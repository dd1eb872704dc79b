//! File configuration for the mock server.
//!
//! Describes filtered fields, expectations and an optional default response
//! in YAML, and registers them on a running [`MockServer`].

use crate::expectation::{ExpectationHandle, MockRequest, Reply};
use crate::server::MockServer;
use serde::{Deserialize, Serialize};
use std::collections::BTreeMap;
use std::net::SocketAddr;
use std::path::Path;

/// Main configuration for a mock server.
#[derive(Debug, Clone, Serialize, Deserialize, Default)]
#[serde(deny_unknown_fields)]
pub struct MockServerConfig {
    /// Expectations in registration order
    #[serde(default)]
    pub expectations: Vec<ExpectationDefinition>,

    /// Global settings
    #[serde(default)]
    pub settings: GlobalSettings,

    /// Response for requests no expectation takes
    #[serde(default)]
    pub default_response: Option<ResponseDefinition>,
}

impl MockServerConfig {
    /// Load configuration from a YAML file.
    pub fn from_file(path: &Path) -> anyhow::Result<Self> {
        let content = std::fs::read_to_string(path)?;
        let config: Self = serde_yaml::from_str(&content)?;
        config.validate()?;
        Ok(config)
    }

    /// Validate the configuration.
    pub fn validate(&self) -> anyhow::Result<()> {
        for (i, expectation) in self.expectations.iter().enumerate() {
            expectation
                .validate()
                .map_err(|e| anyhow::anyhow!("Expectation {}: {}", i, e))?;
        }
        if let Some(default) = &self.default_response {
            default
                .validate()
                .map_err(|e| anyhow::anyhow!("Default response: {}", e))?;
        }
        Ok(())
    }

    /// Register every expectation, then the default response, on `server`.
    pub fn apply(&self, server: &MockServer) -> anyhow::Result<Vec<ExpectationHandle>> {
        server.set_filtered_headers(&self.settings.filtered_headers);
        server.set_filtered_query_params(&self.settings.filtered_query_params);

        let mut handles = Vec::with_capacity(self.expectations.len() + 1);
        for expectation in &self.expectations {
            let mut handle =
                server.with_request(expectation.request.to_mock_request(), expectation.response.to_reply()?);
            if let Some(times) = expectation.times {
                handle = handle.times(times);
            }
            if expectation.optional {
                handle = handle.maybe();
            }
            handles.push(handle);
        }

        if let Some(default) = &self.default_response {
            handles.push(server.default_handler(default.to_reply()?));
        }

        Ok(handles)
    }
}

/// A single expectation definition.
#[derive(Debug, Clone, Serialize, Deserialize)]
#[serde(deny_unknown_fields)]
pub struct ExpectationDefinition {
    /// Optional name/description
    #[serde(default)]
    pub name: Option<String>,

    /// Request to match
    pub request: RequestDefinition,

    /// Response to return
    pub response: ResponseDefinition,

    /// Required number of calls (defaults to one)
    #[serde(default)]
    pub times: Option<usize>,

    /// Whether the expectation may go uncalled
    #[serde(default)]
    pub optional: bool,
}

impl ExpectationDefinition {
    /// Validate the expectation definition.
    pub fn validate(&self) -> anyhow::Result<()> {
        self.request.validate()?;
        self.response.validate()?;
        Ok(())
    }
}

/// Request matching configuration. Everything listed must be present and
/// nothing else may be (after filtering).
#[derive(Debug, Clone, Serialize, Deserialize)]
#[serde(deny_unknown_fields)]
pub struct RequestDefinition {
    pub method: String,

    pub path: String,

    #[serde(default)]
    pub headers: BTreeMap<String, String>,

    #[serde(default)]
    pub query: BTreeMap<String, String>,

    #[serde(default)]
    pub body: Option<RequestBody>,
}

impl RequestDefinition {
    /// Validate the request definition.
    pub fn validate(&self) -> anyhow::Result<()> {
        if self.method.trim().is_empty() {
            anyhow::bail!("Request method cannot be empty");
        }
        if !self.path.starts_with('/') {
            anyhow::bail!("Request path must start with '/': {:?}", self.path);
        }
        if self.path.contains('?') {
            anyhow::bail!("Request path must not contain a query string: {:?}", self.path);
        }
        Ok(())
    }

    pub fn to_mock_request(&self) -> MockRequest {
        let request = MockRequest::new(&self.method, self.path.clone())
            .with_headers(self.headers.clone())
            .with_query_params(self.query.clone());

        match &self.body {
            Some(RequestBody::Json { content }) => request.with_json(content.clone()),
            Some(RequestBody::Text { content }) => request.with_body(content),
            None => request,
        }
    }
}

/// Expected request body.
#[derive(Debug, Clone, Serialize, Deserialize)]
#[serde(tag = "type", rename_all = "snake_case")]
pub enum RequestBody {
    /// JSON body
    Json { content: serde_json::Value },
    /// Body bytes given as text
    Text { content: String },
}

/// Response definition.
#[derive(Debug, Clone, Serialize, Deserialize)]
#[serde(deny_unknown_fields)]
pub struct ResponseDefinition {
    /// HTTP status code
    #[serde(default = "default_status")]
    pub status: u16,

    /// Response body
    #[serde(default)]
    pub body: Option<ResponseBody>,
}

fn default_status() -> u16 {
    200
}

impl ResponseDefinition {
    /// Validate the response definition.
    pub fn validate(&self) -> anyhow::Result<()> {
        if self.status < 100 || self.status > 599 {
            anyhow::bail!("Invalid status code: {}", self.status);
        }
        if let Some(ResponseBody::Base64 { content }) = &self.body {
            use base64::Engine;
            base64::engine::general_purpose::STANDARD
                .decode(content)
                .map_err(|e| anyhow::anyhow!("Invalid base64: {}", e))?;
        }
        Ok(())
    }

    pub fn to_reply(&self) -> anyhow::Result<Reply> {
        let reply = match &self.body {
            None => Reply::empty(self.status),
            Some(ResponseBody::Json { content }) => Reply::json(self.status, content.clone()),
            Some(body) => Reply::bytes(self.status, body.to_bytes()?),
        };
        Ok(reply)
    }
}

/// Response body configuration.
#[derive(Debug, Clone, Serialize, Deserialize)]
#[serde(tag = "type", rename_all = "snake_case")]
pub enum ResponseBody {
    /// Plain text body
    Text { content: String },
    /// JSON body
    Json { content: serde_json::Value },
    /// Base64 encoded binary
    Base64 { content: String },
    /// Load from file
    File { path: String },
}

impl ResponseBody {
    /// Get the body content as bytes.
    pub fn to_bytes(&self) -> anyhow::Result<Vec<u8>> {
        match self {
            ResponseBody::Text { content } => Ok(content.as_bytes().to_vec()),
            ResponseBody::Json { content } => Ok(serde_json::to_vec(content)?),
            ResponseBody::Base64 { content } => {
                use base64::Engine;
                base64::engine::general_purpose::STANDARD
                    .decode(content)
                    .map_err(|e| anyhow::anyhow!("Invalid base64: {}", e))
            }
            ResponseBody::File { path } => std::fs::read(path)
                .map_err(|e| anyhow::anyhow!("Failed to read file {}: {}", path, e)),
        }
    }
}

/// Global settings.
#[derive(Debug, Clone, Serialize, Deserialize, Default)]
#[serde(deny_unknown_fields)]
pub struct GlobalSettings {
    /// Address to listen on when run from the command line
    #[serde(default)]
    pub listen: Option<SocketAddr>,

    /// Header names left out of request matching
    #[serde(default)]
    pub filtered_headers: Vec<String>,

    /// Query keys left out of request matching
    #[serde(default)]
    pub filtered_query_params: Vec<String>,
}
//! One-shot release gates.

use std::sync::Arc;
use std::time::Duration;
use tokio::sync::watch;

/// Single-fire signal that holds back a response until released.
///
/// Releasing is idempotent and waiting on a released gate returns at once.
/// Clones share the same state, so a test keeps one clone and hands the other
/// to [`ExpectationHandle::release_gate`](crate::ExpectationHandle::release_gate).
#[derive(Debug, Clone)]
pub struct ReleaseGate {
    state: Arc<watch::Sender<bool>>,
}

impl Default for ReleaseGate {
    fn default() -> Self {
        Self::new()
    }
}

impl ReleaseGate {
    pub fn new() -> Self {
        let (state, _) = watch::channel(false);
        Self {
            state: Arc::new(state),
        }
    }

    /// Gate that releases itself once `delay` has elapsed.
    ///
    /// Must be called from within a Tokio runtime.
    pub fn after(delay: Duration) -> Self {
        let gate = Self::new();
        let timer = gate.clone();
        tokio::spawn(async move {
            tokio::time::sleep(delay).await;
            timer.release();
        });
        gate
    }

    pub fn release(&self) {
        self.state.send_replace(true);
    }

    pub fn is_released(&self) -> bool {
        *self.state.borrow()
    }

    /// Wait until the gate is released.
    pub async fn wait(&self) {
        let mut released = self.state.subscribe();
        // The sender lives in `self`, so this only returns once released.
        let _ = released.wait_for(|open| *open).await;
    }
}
#####
- GOAL OF THE EXERCISE:
Output only an exact transcription of the lines above from the one with "One-shot release gates." up to and including the one with "returns at once.".

- RESPONSE BOX:
//! One-shot release gates.

use std::sync::Arc;
use std::time::Duration;
use tokio::sync::watch;

/// Single-fire signal that holds back a response until released.
///
/// Releasing is idempotent and waiting on a released gate returns at once.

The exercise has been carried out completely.